Last month, my son Joseph Resnek graduated with honors from Harvard College.
For me, for his mother and his brother and for everyone in my family, it was a moment to savor and to enjoy because graduating from Harvard has so many positive connotations.
The Resnek’s have been in Chelsea since 1885. No one with the last name Resnek for four generations has failed to receive at least one college degree. And Resnek’s have attended Ivy League schools like Wellesley, Radcliffe, and Brown.
Joe is the first Resnek to graduate from Harvard.
It was something to note – and after a month has passed – I wanted write a few thoughts about it.
Joe Resnek, it will be noted for the rest of his life, was born in Boston and brought up in Chelsea. He attended Chelsea Public Schools and is a Chelsea High School graduate.
During a lifetime spent here he showed himself to be a loyal friend, a bright kid and a great baseball player.
At Chelsea High School he excelled on the stage, playing the attorney Atticus Finch (with a Massachusetts accent) in the award winning play, To Kill A Mockingbird. In the play, Finch stands up for the rights of a black man wrongly accused of raping a white woman.
In that play Joe showed a proficiency to perform in public, to memorize lines
So it did not come as a surprise that Joe at Harvard came to be the President of the Harvard Mock Trial Team and was considered by his peers across the nation as the single best “lawyer” in the mock trial circuit.
He also became the chief justice, if you can imagine anyone 21 being the chief justice of anything, of the Harvard Model Congress. With that organization, he got to travel a good part of the world. He visited Singapore, North Vietnam, Cambodia, Belgium and France and organized and oversaw the various Harvard Model Congress meetings that took place in those nations and in Cambridge as well.
Joe graduated near to the top of his class at CHS but when he got to Harvard he had to hustle – and hustle he did. He came to master nearly every course he took and in nearly every course he took, he came out on top.
When he finished his academic career at Harvard, his grade point average hovered near to 3.9. He graduated cum laud. He learned a lot along the way.
In the fall, he will be moving to Washington, DC and will be working inside the White House for a year and then his ambition is to attend Harvard Law School.
This summer, he has for the most part been partying with his brother Jacob and his lifelong Chelsea friends – an Iranian, a handful of Dominicans, a few Puerto Ricans and every now and then he hangs out with me, an aging anglo. He, his brother and all their Chelsea buddies just returned from a week in San Juan – and I can assure everyone reading this, there was no studying of any kind going on and not much intellectuality in the small beachfront villa they rented.
It has taken me some time to reach the point where I am able to write a few words about Joe’s graduation from Harvard.
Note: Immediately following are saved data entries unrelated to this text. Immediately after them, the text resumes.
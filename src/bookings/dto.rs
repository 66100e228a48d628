use std::str::FromStr;

use serde::{Deserialize, Serialize};
use time::PrimitiveDateTime;

use crate::bookings::repo::{BookingDetailsRow, BookingStatus};
use crate::items::dto::ItemDto;
use crate::timefmt::iso_local;
use crate::users::dto::UserDto;

/// Body for `POST /bookings`. Dates are optional so the engine can report
/// their absence as a validation failure instead of a deserialize error.
#[derive(Debug, Deserialize)]
#[serde(rename_all = "camelCase")]
pub struct CreateBookingRequest {
    pub item_id: Option<i64>,
    #[serde(default, with = "iso_local::option")]
    pub start: Option<PrimitiveDateTime>,
    #[serde(default, with = "iso_local::option")]
    pub end: Option<PrimitiveDateTime>,
}

#[derive(Debug, Serialize)]
pub struct BookingView {
    pub id: i64,
    #[serde(with = "iso_local")]
    pub start: PrimitiveDateTime,
    #[serde(with = "iso_local")]
    pub end: PrimitiveDateTime,
    pub status: BookingStatus,
    pub booker: UserDto,
    pub item: ItemDto,
}

impl From<BookingDetailsRow> for BookingView {
    fn from(row: BookingDetailsRow) -> Self {
        Self {
            id: row.id,
            start: row.start_date,
            end: row.end_date,
            status: row.status,
            booker: UserDto {
                id: row.booker_id,
                name: row.booker_name,
                email: row.booker_email,
            },
            item: ItemDto {
                id: row.item_id,
                name: row.item_name,
                description: row.item_description,
                available: row.item_available,
                owner_id: row.item_owner_id,
                request_id: row.item_request_id,
                last_booking: None,
                next_booking: None,
                comments: None,
            },
        }
    }
}

/// Temporal/status filter for the booking listings.
#[derive(Debug, Clone, Copy, PartialEq, Eq)]
pub enum BookingState {
    All,
    Current,
    Past,
    Future,
    Waiting,
    Rejected,
}

impl FromStr for BookingState {
    type Err = String;

    fn from_str(s: &str) -> Result<Self, Self::Err> {
        match s {
            "ALL" => Ok(BookingState::All),
            "CURRENT" => Ok(BookingState::Current),
            "PAST" => Ok(BookingState::Past),
            "FUTURE" => Ok(BookingState::Future),
            "WAITING" => Ok(BookingState::Waiting),
            "REJECTED" => Ok(BookingState::Rejected),
            other => Err(format!("Unknown state: {other}")),
        }
    }
}

/// Query string for the listings: `?state=&from=&size=`.
#[derive(Debug, Deserialize)]
pub struct ListQuery {
    pub state: Option<String>,
    pub from: Option<i64>,
    pub size: Option<i64>,
}

#[cfg(test)]
mod tests {
    use super::*;
    use time::macros::datetime;

    #[test]
    fn state_parses_every_filter() {
        assert_eq!("ALL".parse::<BookingState>().unwrap(), BookingState::All);
        assert_eq!(
            "CURRENT".parse::<BookingState>().unwrap(),
            BookingState::Current
        );
        assert_eq!("PAST".parse::<BookingState>().unwrap(), BookingState::Past);
        assert_eq!(
            "FUTURE".parse::<BookingState>().unwrap(),
            BookingState::Future
        );
        assert_eq!(
            "WAITING".parse::<BookingState>().unwrap(),
            BookingState::Waiting
        );
        assert_eq!(
            "REJECTED".parse::<BookingState>().unwrap(),
            BookingState::Rejected
        );
    }

    #[test]
    fn state_rejects_unknown_and_lowercase() {
        assert!("APPROVED-ISH".parse::<BookingState>().is_err());
        assert!("all".parse::<BookingState>().is_err());
    }

    #[test]
    fn create_request_accepts_missing_dates() {
        let req: CreateBookingRequest = serde_json::from_str(r#"{"itemId": 5}"#).unwrap();
        assert_eq!(req.item_id, Some(5));
        assert!(req.start.is_none());
        assert!(req.end.is_none());
    }

    #[test]
    fn view_serializes_wire_shape() {
        let row = BookingDetailsRow {
            id: 3,
            start_date: datetime!(2030-02-01 10:00:00),
            end_date: datetime!(2030-02-01 12:00:00),
            status: BookingStatus::Waiting,
            booker_id: 2,
            booker_name: "Booker".into(),
            booker_email: "booker@example.com".into(),
            item_id: 1,
            item_name: "Drill".into(),
            item_description: "Cordless".into(),
            item_available: true,
            item_owner_id: 1,
            item_request_id: None,
        };
        let json = serde_json::to_value(BookingView::from(row)).unwrap();
        assert_eq!(json["id"], 3);
        assert_eq!(json["start"], "2030-02-01T10:00:00");
        assert_eq!(json["end"], "2030-02-01T12:00:00");
        assert_eq!(json["status"], "WAITING");
        assert_eq!(json["booker"]["id"], 2);
        assert_eq!(json["booker"]["email"], "booker@example.com");
        assert_eq!(json["item"]["id"], 1);
        assert_eq!(json["item"]["ownerId"], 1);
        // Booking views never carry the owner-only slots.
        assert_eq!(json["item"]["lastBooking"], serde_json::Value::Null);
        assert_eq!(json["item"]["nextBooking"], serde_json::Value::Null);
    }
}
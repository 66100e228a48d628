use sqlx::{FromRow, PgExecutor};

#[derive(Debug, Clone, FromRow)]
pub struct UserRecord {
    pub id: i64,
    pub name: String,
    pub email: String,
}

pub async fn insert(
    ex: impl PgExecutor<'_>,
    name: &str,
    email: &str,
) -> Result<UserRecord, sqlx::Error> {
    sqlx::query_as::<_, UserRecord>(
        r#"
        INSERT INTO users (name, email)
        VALUES ($1, $2)
        RETURNING id, name, email
        "#,
    )
    .bind(name)
    .bind(email)
    .fetch_one(ex)
    .await
}

pub async fn update(
    ex: impl PgExecutor<'_>,
    id: i64,
    name: &str,
    email: &str,
) -> Result<UserRecord, sqlx::Error> {
    sqlx::query_as::<_, UserRecord>(
        r#"
        UPDATE users
        SET name = $2, email = $3
        WHERE id = $1
        RETURNING id, name, email
        "#,
    )
    .bind(id)
    .bind(name)
    .bind(email)
    .fetch_one(ex)
    .await
}

pub async fn find_by_id(
    ex: impl PgExecutor<'_>,
    id: i64,
) -> Result<Option<UserRecord>, sqlx::Error> {
    sqlx::query_as::<_, UserRecord>(
        r#"
        SELECT id, name, email
        FROM users
        WHERE id = $1
        "#,
    )
    .bind(id)
    .fetch_optional(ex)
    .await
}

pub async fn find_by_email(
    ex: impl PgExecutor<'_>,
    email: &str,
) -> Result<Option<UserRecord>, sqlx::Error> {
    sqlx::query_as::<_, UserRecord>(
        r#"
        SELECT id, name, email
        FROM users
        WHERE email = $1
        "#,
    )
    .bind(email)
    .fetch_optional(ex)
    .await
}

pub async fn find_all(ex: impl PgExecutor<'_>) -> Result<Vec<UserRecord>, sqlx::Error> {
    sqlx::query_as::<_, UserRecord>(
        r#"
        SELECT id, name, email
        FROM users
        ORDER BY id
        "#,
    )
    .fetch_all(ex)
    .await
}

pub async fn delete(ex: impl PgExecutor<'_>, id: i64) -> Result<(), sqlx::Error> {
    sqlx::query("DELETE FROM users WHERE id = $1")
        .bind(id)
        .execute(ex)
        .await?;
    Ok(())
}
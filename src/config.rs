use serde::Deserialize;

#[derive(Debug, Clone, Deserialize)]
pub struct AppConfig {
    pub database_url: String,
    pub max_connections: u32,
}

impl AppConfig {
    pub fn from_env() -> anyhow::Result<Self> {
        let database_url = std::env::var("DATABASE_URL")?;
        let max_connections = std::env::var("DATABASE_MAX_CONNECTIONS")
            .ok()
            .and_then(|v| v.parse::<u32>().ok())
            .unwrap_or(10);
        Ok(Self {
            database_url,
            max_connections,
        })
    }
}
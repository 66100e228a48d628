mod app;
mod bookings;
mod clock;
mod config;
mod error;
mod extract;
mod items;
mod policy;
mod state;
mod timefmt;
mod users;

use crate::state::AppState;

#[tokio::main]
async fn main() -> anyhow::Result<()> {
    dotenvy::dotenv().ok();

    let env_filter = std::env::var("RUST_LOG")
        .unwrap_or_else(|_| "shareit=debug,axum=info,tower_http=info".to_string());
    let json_logs = std::env::var("LOG_FORMAT")
        .map(|v| v == "json")
        .unwrap_or(false);

    if json_logs {
        tracing_subscriber::fmt()
            .with_env_filter(env_filter)
            .with_target(false)
            .json()
            .init();
    } else {
        tracing_subscriber::fmt().with_env_filter(env_filter).init();
    }

    let app_state = AppState::init().await?;

    if let Err(e) = sqlx::migrate!("./migrations").run(&app_state.db).await {
        tracing::warn!(error = %e, "migrations folder not found or migration failed; continuing");
    }

    let app = app::build_app(app_state);
    app::serve(app).await
}
//! Booking lifecycle engine: creation, approval, views and the state
//! filtered listings. Every mutating operation runs in one transaction and
//! reads the clock exactly once.

use time::PrimitiveDateTime;
use tracing::info;

use crate::bookings::dto::{BookingState, BookingView, CreateBookingRequest, ListQuery};
use crate::bookings::repo::{self, BookingRecord, BookingStatus};
use crate::error::{ApiError, ApiResult};
use crate::items::repo as items_repo;
use crate::policy;
use crate::state::AppState;
use crate::users::repo as users_repo;

/// Half-open interval overlap: `[s1, e1)` meets `[s2, e2)`.
pub(crate) fn overlaps(
    s1: PrimitiveDateTime,
    e1: PrimitiveDateTime,
    s2: PrimitiveDateTime,
    e2: PrimitiveDateTime,
) -> bool {
    s1 < e2 && e1 > s2
}

/// Validates the requested interval against the fixed precondition order.
fn validated_interval(
    start: Option<PrimitiveDateTime>,
    end: Option<PrimitiveDateTime>,
    now: PrimitiveDateTime,
) -> ApiResult<(PrimitiveDateTime, PrimitiveDateTime)> {
    let (Some(start), Some(end)) = (start, end) else {
        return Err(ApiError::Validation(
            "Start and end dates cannot be null".into(),
        ));
    };
    if start < now {
        return Err(ApiError::Validation("Start date cannot be in the past".into()));
    }
    if end < start {
        return Err(ApiError::Validation(
            "End date must be after start date".into(),
        ));
    }
    if start == end {
        return Err(ApiError::Validation(
            "Start and end dates cannot be equal".into(),
        ));
    }
    Ok((start, end))
}

/// `from`/`size` with the wire defaults (0, 10); negative offset or a
/// non-positive page size rejects.
fn validated_page(from: Option<i64>, size: Option<i64>) -> ApiResult<(i64, i64)> {
    let from = from.unwrap_or(0);
    let size = size.unwrap_or(10);
    if from < 0 {
        return Err(ApiError::Validation("from must be non-negative".into()));
    }
    if size <= 0 {
        return Err(ApiError::Validation("size must be positive".into()));
    }
    Ok((size, from))
}

fn parsed_state(state: Option<&str>) -> ApiResult<BookingState> {
    match state {
        None => Ok(BookingState::All),
        Some(s) => s.parse().map_err(ApiError::Validation),
    }
}

/// Decides the post-approval status once the item lock is held. WAITING is
/// the only state that may transition; approval additionally requires the
/// interval to still be free of other APPROVED bookings of the item.
fn approval_outcome(
    booking_id: i64,
    start: PrimitiveDateTime,
    end: PrimitiveDateTime,
    current: BookingStatus,
    approved: bool,
    conflicting: &[BookingRecord],
) -> ApiResult<BookingStatus> {
    if current != BookingStatus::Waiting {
        return Err(ApiError::Validation(
            "Booking can only be approved from WAITING status".into(),
        ));
    }
    if !approved {
        return Ok(BookingStatus::Rejected);
    }
    let taken = conflicting.iter().any(|b| {
        b.id != booking_id
            && b.status == BookingStatus::Approved
            && overlaps(b.start_date, b.end_date, start, end)
    });
    if taken {
        return Err(ApiError::Validation(
            "Item is already booked for this time period".into(),
        ));
    }
    Ok(BookingStatus::Approved)
}

pub async fn create_booking(
    state: &AppState,
    actor_id: i64,
    req: CreateBookingRequest,
) -> ApiResult<BookingView> {
    let now = state.clock.now();
    let mut tx = state.db.begin().await?;

    let booker = users_repo::find_by_id(&mut *tx, actor_id)
        .await?
        .ok_or_else(|| ApiError::NotFound(format!("User not found with id: {actor_id}")))?;

    let item_id = req
        .item_id
        .ok_or_else(|| ApiError::Validation("itemId is required".into()))?;
    let item = items_repo::find_by_id(&mut *tx, item_id)
        .await?
        .ok_or_else(|| ApiError::NotFound(format!("Item not found with id: {item_id}")))?;

    if !item.available {
        return Err(ApiError::Validation(
            "Item is not available for booking".into(),
        ));
    }

    // Owner booking their own item surfaces as NotFound, not Forbidden.
    if item.owner_id == booker.id {
        return Err(ApiError::NotFound("Owner cannot book own item".into()));
    }

    let (start, end) = validated_interval(req.start, req.end, now)?;

    let conflicting = repo::find_overlapping(&mut *tx, item.id, start, end).await?;
    if conflicting
        .iter()
        .any(|b| overlaps(b.start_date, b.end_date, start, end))
    {
        return Err(ApiError::Validation(
            "Item is already booked for this time period".into(),
        ));
    }

    let booking_id =
        repo::insert(&mut *tx, item.id, booker.id, start, end, BookingStatus::Waiting).await?;
    let row = repo::find_by_id(&mut *tx, booking_id)
        .await?
        .ok_or(ApiError::Database(sqlx::Error::RowNotFound))?;

    tx.commit().await?;

    info!(booking_id, actor_id, item_id, "booking created");
    Ok(row.into())
}

pub async fn approve_booking(
    state: &AppState,
    actor_id: i64,
    booking_id: i64,
    approved: bool,
) -> ApiResult<BookingView> {
    let mut tx = state.db.begin().await?;

    let booking = repo::find_by_id(&mut *tx, booking_id)
        .await?
        .ok_or_else(|| ApiError::NotFound(format!("Booking not found with id: {booking_id}")))?;

    if !policy::can_approve(actor_id, booking.item_owner_id) {
        return Err(ApiError::Forbidden(
            "Only item owner can approve booking".into(),
        ));
    }

    if booking.status != BookingStatus::Waiting {
        return Err(ApiError::Validation(
            "Booking can only be approved from WAITING status".into(),
        ));
    }

    // Serialize concurrent approvals per item: the row lock makes the
    // status and overlap re-checks below authoritative.
    items_repo::lock_for_update(&mut *tx, booking.item_id).await?;

    let current = repo::find_status(&mut *tx, booking_id)
        .await?
        .ok_or_else(|| ApiError::NotFound(format!("Booking not found with id: {booking_id}")))?;

    let conflicting = if approved {
        repo::find_overlapping(&mut *tx, booking.item_id, booking.start_date, booking.end_date)
            .await?
    } else {
        Vec::new()
    };
    let next_status = approval_outcome(
        booking_id,
        booking.start_date,
        booking.end_date,
        current,
        approved,
        &conflicting,
    )?;

    repo::set_status(&mut *tx, booking_id, next_status).await?;
    let row = repo::find_by_id(&mut *tx, booking_id)
        .await?
        .ok_or(ApiError::Database(sqlx::Error::RowNotFound))?;

    tx.commit().await?;

    info!(booking_id, actor_id, status = ?next_status, "booking status updated");
    Ok(row.into())
}

pub async fn get_booking(
    state: &AppState,
    actor_id: i64,
    booking_id: i64,
) -> ApiResult<BookingView> {
    let booking = repo::find_by_id(&state.db, booking_id)
        .await?
        .ok_or_else(|| ApiError::NotFound(format!("Booking not found with id: {booking_id}")))?;

    // View refusal does not leak existence.
    if !policy::can_view_booking(actor_id, booking.booker_id, booking.item_owner_id) {
        return Err(ApiError::NotFound(
            "Only booker or item owner can view booking".into(),
        ));
    }

    Ok(booking.into())
}

pub async fn list_for_booker(
    state: &AppState,
    actor_id: i64,
    query: ListQuery,
) -> ApiResult<Vec<BookingView>> {
    let filter = parsed_state(query.state.as_deref())?;
    let (limit, offset) = validated_page(query.from, query.size)?;

    users_repo::find_by_id(&state.db, actor_id)
        .await?
        .ok_or_else(|| ApiError::NotFound(format!("User not found with id: {actor_id}")))?;

    let now = state.clock.now();
    let db = &state.db;
    let rows = match filter {
        BookingState::All => repo::by_booker_all(db, actor_id, limit, offset).await?,
        BookingState::Current => repo::by_booker_current(db, actor_id, now, limit, offset).await?,
        BookingState::Past => repo::by_booker_past(db, actor_id, now, limit, offset).await?,
        BookingState::Future => repo::by_booker_future(db, actor_id, now, limit, offset).await?,
        BookingState::Waiting => {
            repo::by_booker_status(db, actor_id, BookingStatus::Waiting, limit, offset).await?
        }
        BookingState::Rejected => {
            repo::by_booker_status(db, actor_id, BookingStatus::Rejected, limit, offset).await?
        }
    };

    Ok(rows.into_iter().map(BookingView::from).collect())
}

pub async fn list_for_owner(
    state: &AppState,
    actor_id: i64,
    query: ListQuery,
) -> ApiResult<Vec<BookingView>> {
    let filter = parsed_state(query.state.as_deref())?;
    let (limit, offset) = validated_page(query.from, query.size)?;

    // Retained wire behavior: an owner with no items is NotFound.
    if items_repo::count_by_owner(&state.db, actor_id).await? == 0 {
        return Err(ApiError::NotFound("User has no items".into()));
    }

    let now = state.clock.now();
    let db = &state.db;
    let rows = match filter {
        BookingState::All => repo::by_owner_all(db, actor_id, limit, offset).await?,
        BookingState::Current => repo::by_owner_current(db, actor_id, now, limit, offset).await?,
        BookingState::Past => repo::by_owner_past(db, actor_id, now, limit, offset).await?,
        BookingState::Future => repo::by_owner_future(db, actor_id, now, limit, offset).await?,
        BookingState::Waiting => {
            repo::by_owner_status(db, actor_id, BookingStatus::Waiting, limit, offset).await?
        }
        BookingState::Rejected => {
            repo::by_owner_status(db, actor_id, BookingStatus::Rejected, limit, offset).await?
        }
    };

    Ok(rows.into_iter().map(BookingView::from).collect())
}

#[cfg(test)]
mod tests {
    use super::*;
    use time::macros::datetime;

    const NOW: PrimitiveDateTime = datetime!(2030-01-01 00:00:00);

    #[test]
    fn overlap_is_half_open() {
        let s = datetime!(2030-02-01 10:00:00);
        let e = datetime!(2030-02-01 12:00:00);

        // Contained, straddling, identical: all overlap.
        assert!(overlaps(s, e, datetime!(2030-02-01 11:00:00), datetime!(2030-02-01 13:00:00)));
        assert!(overlaps(s, e, datetime!(2030-02-01 09:00:00), datetime!(2030-02-01 11:00:00)));
        assert!(overlaps(s, e, s, e));
        assert!(overlaps(s, e, datetime!(2030-02-01 10:30:00), datetime!(2030-02-01 11:30:00)));

        // Touching endpoints do not overlap.
        assert!(!overlaps(s, e, e, datetime!(2030-02-01 14:00:00)));
        assert!(!overlaps(s, e, datetime!(2030-02-01 08:00:00), s));

        // Disjoint.
        assert!(!overlaps(s, e, datetime!(2030-02-02 10:00:00), datetime!(2030-02-02 12:00:00)));
    }

    #[test]
    fn interval_requires_both_dates() {
        let err = validated_interval(None, Some(datetime!(2030-02-01 12:00:00)), NOW).unwrap_err();
        assert!(matches!(err, ApiError::Validation(_)));
        let err = validated_interval(Some(datetime!(2030-02-01 10:00:00)), None, NOW).unwrap_err();
        assert!(matches!(err, ApiError::Validation(_)));
    }

    #[test]
    fn interval_rejects_past_start() {
        let err = validated_interval(
            Some(datetime!(2029-12-31 23:59:59)),
            Some(datetime!(2030-02-01 12:00:00)),
            NOW,
        )
        .unwrap_err();
        assert!(matches!(err, ApiError::Validation(_)));
    }

    #[test]
    fn interval_start_at_now_is_allowed() {
        let (s, e) = validated_interval(Some(NOW), Some(datetime!(2030-01-01 01:00:00)), NOW)
            .expect("start == now is valid");
        assert_eq!(s, NOW);
        assert_eq!(e, datetime!(2030-01-01 01:00:00));
    }

    #[test]
    fn interval_rejects_end_before_or_equal_to_start() {
        let start = datetime!(2030-02-01 12:00:00);
        let err =
            validated_interval(Some(start), Some(datetime!(2030-02-01 10:00:00)), NOW).unwrap_err();
        assert!(matches!(err, ApiError::Validation(_)));

        let err = validated_interval(Some(start), Some(start), NOW).unwrap_err();
        assert!(matches!(err, ApiError::Validation(_)));
    }

    #[test]
    fn page_defaults_and_bounds() {
        assert_eq!(validated_page(None, None).unwrap(), (10, 0));
        assert_eq!(validated_page(Some(20), Some(5)).unwrap(), (5, 20));
        assert!(matches!(
            validated_page(Some(-1), None),
            Err(ApiError::Validation(_))
        ));
        assert!(matches!(
            validated_page(None, Some(0)),
            Err(ApiError::Validation(_))
        ));
        assert!(matches!(
            validated_page(None, Some(-3)),
            Err(ApiError::Validation(_))
        ));
    }

    #[test]
    fn state_defaults_to_all() {
        assert_eq!(parsed_state(None).unwrap(), BookingState::All);
        assert_eq!(parsed_state(Some("PAST")).unwrap(), BookingState::Past);
        assert!(matches!(
            parsed_state(Some("SOMETIME")),
            Err(ApiError::Validation(_))
        ));
    }

    const START: PrimitiveDateTime = datetime!(2030-02-01 10:00:00);
    const END: PrimitiveDateTime = datetime!(2030-02-01 12:00:00);

    fn record(
        id: i64,
        start: PrimitiveDateTime,
        end: PrimitiveDateTime,
        status: BookingStatus,
    ) -> BookingRecord {
        BookingRecord {
            id,
            item_id: 7,
            booker_id: 2,
            start_date: start,
            end_date: end,
            status,
        }
    }

    #[test]
    fn only_waiting_bookings_transition() {
        for current in [
            BookingStatus::Approved,
            BookingStatus::Rejected,
            BookingStatus::Canceled,
        ] {
            for approved in [true, false] {
                let err = approval_outcome(1, START, END, current, approved, &[]).unwrap_err();
                assert!(matches!(err, ApiError::Validation(_)));
            }
        }
    }

    #[test]
    fn waiting_booking_is_approved_when_interval_is_free() {
        assert_eq!(
            approval_outcome(1, START, END, BookingStatus::Waiting, true, &[]).unwrap(),
            BookingStatus::Approved
        );

        // The booking's own row and a touching approved interval are fine.
        let own = record(1, START, END, BookingStatus::Waiting);
        let touching = record(
            9,
            datetime!(2030-02-01 08:00:00),
            START,
            BookingStatus::Approved,
        );
        assert_eq!(
            approval_outcome(1, START, END, BookingStatus::Waiting, true, &[own, touching])
                .unwrap(),
            BookingStatus::Approved
        );
    }

    #[test]
    fn approval_fails_when_interval_was_taken() {
        let winner = record(
            9,
            datetime!(2030-02-01 11:00:00),
            datetime!(2030-02-01 13:00:00),
            BookingStatus::Approved,
        );
        let err = approval_outcome(1, START, END, BookingStatus::Waiting, true, &[winner])
            .unwrap_err();
        assert!(matches!(err, ApiError::Validation(_)));
    }

    #[test]
    fn rejection_ignores_existing_approvals() {
        let winner = record(9, START, END, BookingStatus::Approved);
        assert_eq!(
            approval_outcome(1, START, END, BookingStatus::Waiting, false, &[winner]).unwrap(),
            BookingStatus::Rejected
        );
    }
}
Suffice to say, all of us in our family are proud of Joe. His brother Jacob, a college grad and CHS grad, is his brother’s biggest supporter and as a father, I’m so proud to see sons who have not an ounce of jealousy between them or their Chelsea friends, nearly all of whom have graduated from college or who have entered the workplace and are all doing well and are great kids. These guys love one another. There is no ambiguity about the loyalty and the friendships they share.
Graduating from Harvard with honors is one thing. Being from this city and achieving that is another.
Former State Senate President Tom Birmingham always tended to put it discretely when talking about his experience of growing up on Essex Street and ending up with degrees from Harvard and Harvard Law School that he was still more about Chelsea than he is about Harvard.
Joe remains more about Chelsea than Harvard at this point in his life.
He’s a bright kid with a great future in front of him.
I love him. I’m proud of him.
As we tend to say in Chelsea: “Thanks for the use of the stage.”